After getting his first electric guitar – a red Fender Duo Sonic – when he was 12, Peter soon started a rock band and began writing songs. During his high school years, he would venture over to North Minneapolis to play R&B with a circle of musicians that included future soul singing star Alexander O’Neal. In twelfth grade, he also became the guitarist (and one of only two whites) in Shangoya, an otherwise all-Trinidadian reggae/calypso band.
Leaving high school early, Himmelman used the pseudonym Sussman Lawrence and got hired as a cast member on the teen-geared TV show, Steamroller. Besides doing comedy bits, he also got Shangoya to perform on the program. His new band, a new wave group that later assumed the Sussman Lawrence moniker, performed for the first time on that show as well.
Sussman Lawrence’s 1980 debut Hail To The Modern Hero! came about as a direct result of Himmelman’s quick-witted father. After the band’s Steamroller appearance, Peter‘s Dad called the studio where the band had been cutting some demos and pretended to be a “very enthusiastic” Chicago record executive. “The next day,” Himmelman relates, “the studio owner called saying that he was “suddenly eager” to press a single.” After mentioning the Chicago label’s “interest,” Peter himself was able to persuade the studio owner to pony up for an entire album. The group went on to make one more record, 1984’s well-received double album Pop City , but their road to success was derailed when Himmelman‘s father passed away.

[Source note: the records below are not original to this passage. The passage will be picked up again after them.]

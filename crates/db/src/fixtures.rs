use crate::connection::DbPool;
use crate::repositories::RepositoryError;

/// Contract the demo catalog fixture must satisfy after loading.
struct SeedCategoryContract {
    name: &'static str,
    slug: &'static str,
    product_ids: &'static [&'static str],
}

const SEED_PRODUCT_IDS: &[&str] = &[
    "1", "2", "3", "4", "5", "6", "7", "8", "9", "10", "11", "12", "13", "14", "15", "16", "17",
    "18", "19", "20",
];

const SEED_CATEGORIES: &[SeedCategoryContract] = &[
    SeedCategoryContract {
        name: "Eletrônicos",
        slug: "eletrônicos",
        product_ids: &["1", "2", "3", "10", "17"],
    },
    SeedCategoryContract { name: "Moda", slug: "moda", product_ids: &["4", "12", "16"] },
    SeedCategoryContract {
        name: "Casa e Decoração",
        slug: "casa-e-decoração",
        product_ids: &["5", "6", "11", "13", "15", "18", "20"],
    },
    SeedCategoryContract { name: "Esportes", slug: "esportes", product_ids: &["7", "19"] },
    SeedCategoryContract {
        name: "Beleza e Saúde",
        slug: "beleza-e-saúde",
        product_ids: &["8", "14"],
    },
    SeedCategoryContract { name: "Infantil", slug: "infantil", product_ids: &["9"] },
];

/// Products whose seeded discount price must stay absent.
const SEED_FULL_PRICE_IDS: &[&str] = &["2", "5", "14"];

/// Demo storefront catalog: twenty products across six categories.
pub struct CatalogSeedDataset;

impl CatalogSeedDataset {
    /// SQL fixture content for the demo catalog.
    pub const SQL: &str = include_str!("../../../config/fixtures/catalog_seed_data.sql");

    /// Load the demo catalog. Rows that already exist are left untouched.
    pub async fn load(pool: &DbPool) -> Result<SeedResult, RepositoryError> {
        let before: i64 = sqlx::query_scalar(&format!(
            "SELECT COUNT(1) FROM product WHERE id IN {}",
            sql_array_from_ids(SEED_PRODUCT_IDS)
        ))
        .fetch_one(pool)
        .await?;

        let mut tx = pool.begin().await?;
        sqlx::raw_sql(Self::SQL).execute(&mut *tx).await?;
        tx.commit().await?;

        let after: i64 = sqlx::query_scalar(&format!(
            "SELECT COUNT(1) FROM product WHERE id IN {}",
            sql_array_from_ids(SEED_PRODUCT_IDS)
        ))
        .fetch_one(pool)
        .await?;

        let categories_seeded = SEED_CATEGORIES
            .iter()
            .map(|category| CategorySeedInfo {
                name: category.name,
                slug: category.slug,
                product_count: category.product_ids.len(),
            })
            .collect();

        Ok(SeedResult {
            products_inserted: usize::try_from(after - before).unwrap_or(0),
            products_total: SEED_PRODUCT_IDS.len(),
            categories_seeded,
        })
    }

    /// Verify that seed data exists and matches the contract.
    pub async fn verify(pool: &DbPool) -> Result<VerificationResult, RepositoryError> {
        let mut checks = Vec::new();

        let product_count: i64 = sqlx::query_scalar(&format!(
            "SELECT COUNT(1) FROM product WHERE id IN {}",
            sql_array_from_ids(SEED_PRODUCT_IDS)
        ))
        .fetch_one(pool)
        .await?;
        checks.push(("products", product_count == SEED_PRODUCT_IDS.len() as i64));

        for category in SEED_CATEGORIES {
            let ids: Vec<String> = sqlx::query_scalar(
                "SELECT id FROM product WHERE category = ?1 AND category_slug = ?2 ORDER BY rowid",
            )
            .bind(category.name)
            .bind(category.slug)
            .fetch_all(pool)
            .await?;
            let matches = ids.len() == category.product_ids.len()
                && category.product_ids.iter().all(|expected| ids.iter().any(|id| id == expected));
            checks.push((category.slug, matches));
        }

        let full_price: i64 = sqlx::query_scalar(&format!(
            "SELECT COUNT(1) FROM product WHERE discount_price IS NULL AND id IN {}",
            sql_array_from_ids(SEED_FULL_PRICE_IDS)
        ))
        .fetch_one(pool)
        .await?;
        checks.push(("full-price-products", full_price == SEED_FULL_PRICE_IDS.len() as i64));

        let malformed_images: i64 = sqlx::query_scalar(&format!(
            "SELECT COUNT(1) FROM product
             WHERE id IN {} AND (json_valid(images_json) = 0 OR json_array_length(images_json) = 0)",
            sql_array_from_ids(SEED_PRODUCT_IDS)
        ))
        .fetch_one(pool)
        .await?;
        checks.push(("product-images", malformed_images == 0));

        let all_present = checks.iter().all(|(_, ok)| *ok);
        Ok(VerificationResult { all_present, checks })
    }
}

fn sql_array_from_ids(ids: &[&str]) -> String {
    let quoted = ids.iter().map(|id| format!("'{}'", id)).collect::<Vec<_>>().join(",");
    format!("({quoted})")
}

#[derive(Debug)]
pub struct SeedResult {
    pub products_inserted: usize,
    pub products_total: usize,
    pub categories_seeded: Vec<CategorySeedInfo>,
}

#[derive(Debug)]
pub struct CategorySeedInfo {
    pub name: &'static str,
    pub slug: &'static str,
    pub product_count: usize,
}

#[derive(Debug)]
pub struct VerificationResult {
    pub all_present: bool,
    pub checks: Vec<(&'static str, bool)>,
}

Mourning his dad’s death, Peter collected a set of new songs that he felt wouldn’t fit with the band’s tongue in cheek image. The title track and centerpiece of his first solo offering was a song called This Father’s Day, which Peter had written and recorded on a simple tape deck in the basement of his parents’ home. It would be the last Father’s Day he would ever celebrate with his Dad. In 1985, Himmelman released This Father’s Day, which Rolling Stone called “stunning.” Island Records wound up signing Himmelman and reissuing the album. Himmelman released two more albums on Island before moving to Epic Records.
During the ’90s, Himmelman expanded his musical horizons to scoring a number of television shows and films, including the Disney series Bug Juice, NBC’s American Embassy and the Touchstone film, Crossing The Bridge. In 2002, he earned an Emmy nomination for his work on Judging Amy, a show he has scored since 1999. Exploring different musical opportunities has long intrigued Himmelman. While living in New York in the early ’80s, he wrote music Swatch watches, Jordache jeans, and runway music for top fashion designer Issey Miyake. He’s also done national PSAs for drug awareness and written a series of songs for a teddy bear that’s currently being used to aid autistic children and rape victims.
Children’s music is another field that Peter Himmelman has delved into with considerable success. He has made three children’s albums: My Best Friend Is A Salamander (1997), My Fabulous Plum (2000), and My Lemonade Stand (2004); with Both Plum and Salamander being recognized with a Parents’ Choice Award and the Family Channel Seal Of Quality.
Himmelman plans to tour to support Imperfect World. Other future projects for him include another children’s album and a television pilot he’s been working on with a producer from Judging Amy.
Peter Himmelman lives in Los Angeles with his wife and four children.